7. NON-INTERFERENCE, NON-SOLICITATION AND NON-COMPETITION COVENANTS.
(a) ACKNOWLEDGMENT OF ACCESS. Pursuant to this Agreement, Executive has
agreed to become Chief Executive Officer of Employer and to comply with the
non-disclosure provisions contained in Section 6 hereof. Executive recognizes
and acknowledges that he will be given access to certain of Employer's
Confidential Information (as defined in Section 6(a)), and have access to and
authority to develop relationships with customers of Employer because of his
position and status as Employer's Chief Executive Officer, which he would not
otherwise attain. In consideration of the foregoing, Executive agrees to comply
with the terms of this Section 7.
(b) RESTRICTED PERIOD. The restraints imposed by this Section 7 shall
apply during any period that Executive continues to receive payment of Base
Compensation hereunder, and for a period of one year thereafter (the "Restricted
Period"); provided, however, that, notwithstanding anything contained herein to
the contrary, the restraints imposed by this Section 7 shall not apply following
the termination of Executive's employment with Employer by Employer without
-17-
18
Cause. In the event that any Court having jurisdiction should find that the
Restricted Period is so long and/or the scope (distance) (as set forth below) is
so broad as to constitute an undue hardship on Executive, then, in such event
only, the Restricted Period and area limitations shall be valid for the maximum
time and area for which they could be legally made and enforced.

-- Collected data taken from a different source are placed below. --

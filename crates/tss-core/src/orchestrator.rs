//! Per-party orchestrator
//!
//! Owns one party's view of the cluster: the directory, its own identity, the
//! signing subset, and the current session of each phase. It is also the
//! transport receiver, so inbound messages are checked against the
//! directory, held at the phase's readiness gate and then handed to the
//! session.

use crate::config::{quorum, OrchestratorConfig};
use crate::directory::PartyDirectory;
use crate::engine::{PhaseParams, ProtocolEngine};
use crate::gate::ReadinessGate;
use crate::session::{PhaseOutcome, Session, SessionState};
use crate::store::KeyStore;
use crate::transport::{Envelope, TransportReceiver, TransportSender};
use crate::types::{KeyMaterial, PartyIdentity, Phase, SignatureResult};
use crate::{Error, Result};
use async_trait::async_trait;
use std::sync::{Arc, Mutex};
use tracing::{debug, info, instrument, warn};

/// Drives keygen and signing for the local party
pub struct Orchestrator {
    directory: Arc<PartyDirectory>,
    local: PartyIdentity,
    config: OrchestratorConfig,
    /// Signing subset, in directory order
    signers: Vec<PartyIdentity>,
    engine: Arc<dyn ProtocolEngine>,
    transport: Arc<dyn TransportSender>,
    key_store: Option<Arc<dyn KeyStore>>,
    keygen: ReadinessGate<Session>,
    signing: ReadinessGate<Session>,
    /// Serializes phase starts
    starting: Mutex<()>,
}

impl Orchestrator {
    pub fn new(
        directory: Arc<PartyDirectory>,
        local_id: &str,
        config: OrchestratorConfig,
        engine: Arc<dyn ProtocolEngine>,
        transport: Arc<dyn TransportSender>,
    ) -> Result<Self> {
        config.validate(&directory)?;
        let local = directory.require(local_id)?.clone();
        let signers = config.signing_parties(&directory)?;

        Ok(Self {
            keygen: ReadinessGate::new(Phase::Keygen, config.readiness_retry),
            signing: ReadinessGate::new(Phase::Signing, config.readiness_retry),
            directory,
            local,
            config,
            signers,
            engine,
            transport,
            key_store: None,
            starting: Mutex::new(()),
        })
    }

    /// Hand completed key material to `store`
    pub fn with_key_store(mut self, store: Arc<dyn KeyStore>) -> Self {
        self.key_store = Some(store);
        self
    }

    pub fn local(&self) -> &PartyIdentity {
        &self.local
    }

    pub fn directory(&self) -> &PartyDirectory {
        &self.directory
    }

    pub fn signers(&self) -> &[PartyIdentity] {
        &self.signers
    }

    /// Whether the local party is in the signing subset
    pub fn is_signer(&self) -> bool {
        self.signers.iter().any(|signer| signer.id == self.local.id)
    }

    /// State of the current session of `phase`, if one was started
    pub fn state(&self, phase: Phase) -> Option<SessionState> {
        self.gate(phase).current().map(|session| session.state())
    }

    /// Key material from a completed keygen
    pub fn key_material(&self) -> Option<Arc<KeyMaterial>> {
        self.keygen.current().and_then(|session| session.key_material())
    }

    /// Start keygen across the whole directory
    #[instrument(skip_all, fields(party = %self.local.id))]
    pub fn start_keygen(&self) -> Result<()> {
        let params = PhaseParams::Keygen;
        self.start_phase(self.directory.parties().to_vec(), self.config.threshold, params)
    }

    /// Block until keygen completes or fails
    pub async fn wait_for_keygen(&self) -> Result<Arc<KeyMaterial>> {
        match self.wait_for(Phase::Keygen).await? {
            PhaseOutcome::Keygen(key) => Ok(key),
            PhaseOutcome::Signing(_) => Err(Error::Internal("keygen produced a signature".into())),
        }
    }

    /// Start keygen and wait for its key material
    pub async fn keygen(&self) -> Result<Arc<KeyMaterial>> {
        self.start_keygen()?;
        self.wait_for_keygen().await
    }

    /// Start signing `message` across the signing subset
    ///
    /// Requires completed keygen and a local party inside the subset.
    #[instrument(skip_all, fields(party = %self.local.id, bytes = message.len()))]
    pub fn start_signing(&self, message: &[u8]) -> Result<()> {
        if !self.is_signer() {
            return Err(Error::NotParticipant {
                party: self.local.id.clone(),
                phase: Phase::Signing,
            });
        }
        let key = self.key_material().ok_or(Error::KeygenIncomplete)?;
        let required = quorum(key.threshold)?;
        if self.signers.len() < required {
            return Err(Error::ThresholdNotMet {
                required,
                actual: self.signers.len(),
            });
        }

        let threshold = key.threshold;
        let params = PhaseParams::Signing {
            message: message.to_vec(),
            key,
        };
        self.start_phase(self.signers.clone(), threshold, params)
    }

    /// Block until signing completes or fails
    pub async fn wait_for_signing(&self) -> Result<SignatureResult> {
        match self.wait_for(Phase::Signing).await? {
            PhaseOutcome::Signing(signature) => Ok(signature),
            PhaseOutcome::Keygen(_) => Err(Error::Internal("signing produced key material".into())),
        }
    }

    /// Start signing and wait for the signature
    pub async fn sign(&self, message: &[u8]) -> Result<SignatureResult> {
        self.start_signing(message)?;
        self.wait_for_signing().await
    }

    fn gate(&self, phase: Phase) -> &ReadinessGate<Session> {
        match phase {
            Phase::Keygen => &self.keygen,
            Phase::Signing => &self.signing,
        }
    }

    /// Create, start and publish a session
    ///
    /// A phase can be started again only after its previous session failed.
    /// The session is published even when its engine fails to start, so held
    /// inbound messages see it closed instead of waiting forever.
    fn start_phase(
        &self,
        participants: Vec<PartyIdentity>,
        threshold: usize,
        params: PhaseParams,
    ) -> Result<()> {
        let _starting = self
            .starting
            .lock()
            .map_err(|_| Error::Internal("phase start lock poisoned".into()))?;

        let mut session = Session::new(self.local.clone(), participants, threshold, params);
        let phase = session.phase();
        let gate = self.gate(phase);

        if let Some(previous) = gate.current() {
            if previous.state() != SessionState::Failed {
                return Err(Error::AlreadyStarted(phase));
            }
            info!(phase = %phase, previous = %previous.id(), "Retrying failed phase");
        }

        if let Some(store) = &self.key_store {
            session = session.with_key_store(Arc::clone(store));
        }
        let session = Arc::new(session);
        let started = session.start(self.engine.as_ref(), Arc::clone(&self.transport));
        gate.open(Arc::clone(&session));
        started
    }

    async fn wait_for(&self, phase: Phase) -> Result<PhaseOutcome> {
        let session = self.gate(phase).current().ok_or(Error::NotStarted(phase))?;
        session.wait(self.config.phase_timeout).await
    }
}

impl Orchestrator {
    /// Resolve the sender of an inbound envelope
    ///
    /// `None` means the envelope is our own and needs no delivery.
    fn screen(&self, envelope: &Envelope) -> Result<Option<PartyIdentity>> {
        if envelope.from == self.local.id {
            debug!("Own message looped back, ignoring");
            return Ok(None);
        }
        let from = self.directory.require(&envelope.from)?.clone();

        if envelope.phase == Phase::Signing {
            if !self.signers.iter().any(|signer| signer.id == from.id) {
                warn!("Signing message from outside the signing subset");
                return Err(Error::NotParticipant {
                    party: from.id,
                    phase: Phase::Signing,
                });
            }
            if !self.is_signer() {
                warn!("Signing message for a party that never signs");
                return Err(Error::GateClosed(Phase::Signing));
            }
        }
        Ok(Some(from))
    }
}

#[async_trait]
impl TransportReceiver for Orchestrator {
    #[instrument(
        skip_all,
        fields(party = %self.local.id, phase = %envelope.phase, from = %envelope.from)
    )]
    fn admit(&self, envelope: &Envelope) -> Result<()> {
        self.screen(envelope).map(|_| ())
    }

    #[instrument(
        skip_all,
        fields(party = %self.local.id, phase = %envelope.phase, from = %envelope.from)
    )]
    async fn on_message(&self, envelope: Envelope) -> Result<()> {
        let Some(from) = self.screen(&envelope)? else {
            return Ok(());
        };

        let session = self.gate(envelope.phase).wait().await?;
        session.deliver(&from, &envelope.payload, envelope.is_broadcast)
    }
}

(c) COVENANT. During the Restricted Period, Executive shall not, as an
executive (other than as an executive of Employer or an affiliate thereof),
employee, employer, stockholder, officer, director, partner, consultant,
advisor, proprietor, lender, provider of capital or other ownership, operational
or management capacity, directly or indirectly, (i) solicit or hire any employee
of Employer or otherwise interfere with or disrupt the employment relationship
between Employer and any employee, (ii) solicit or do business with (A)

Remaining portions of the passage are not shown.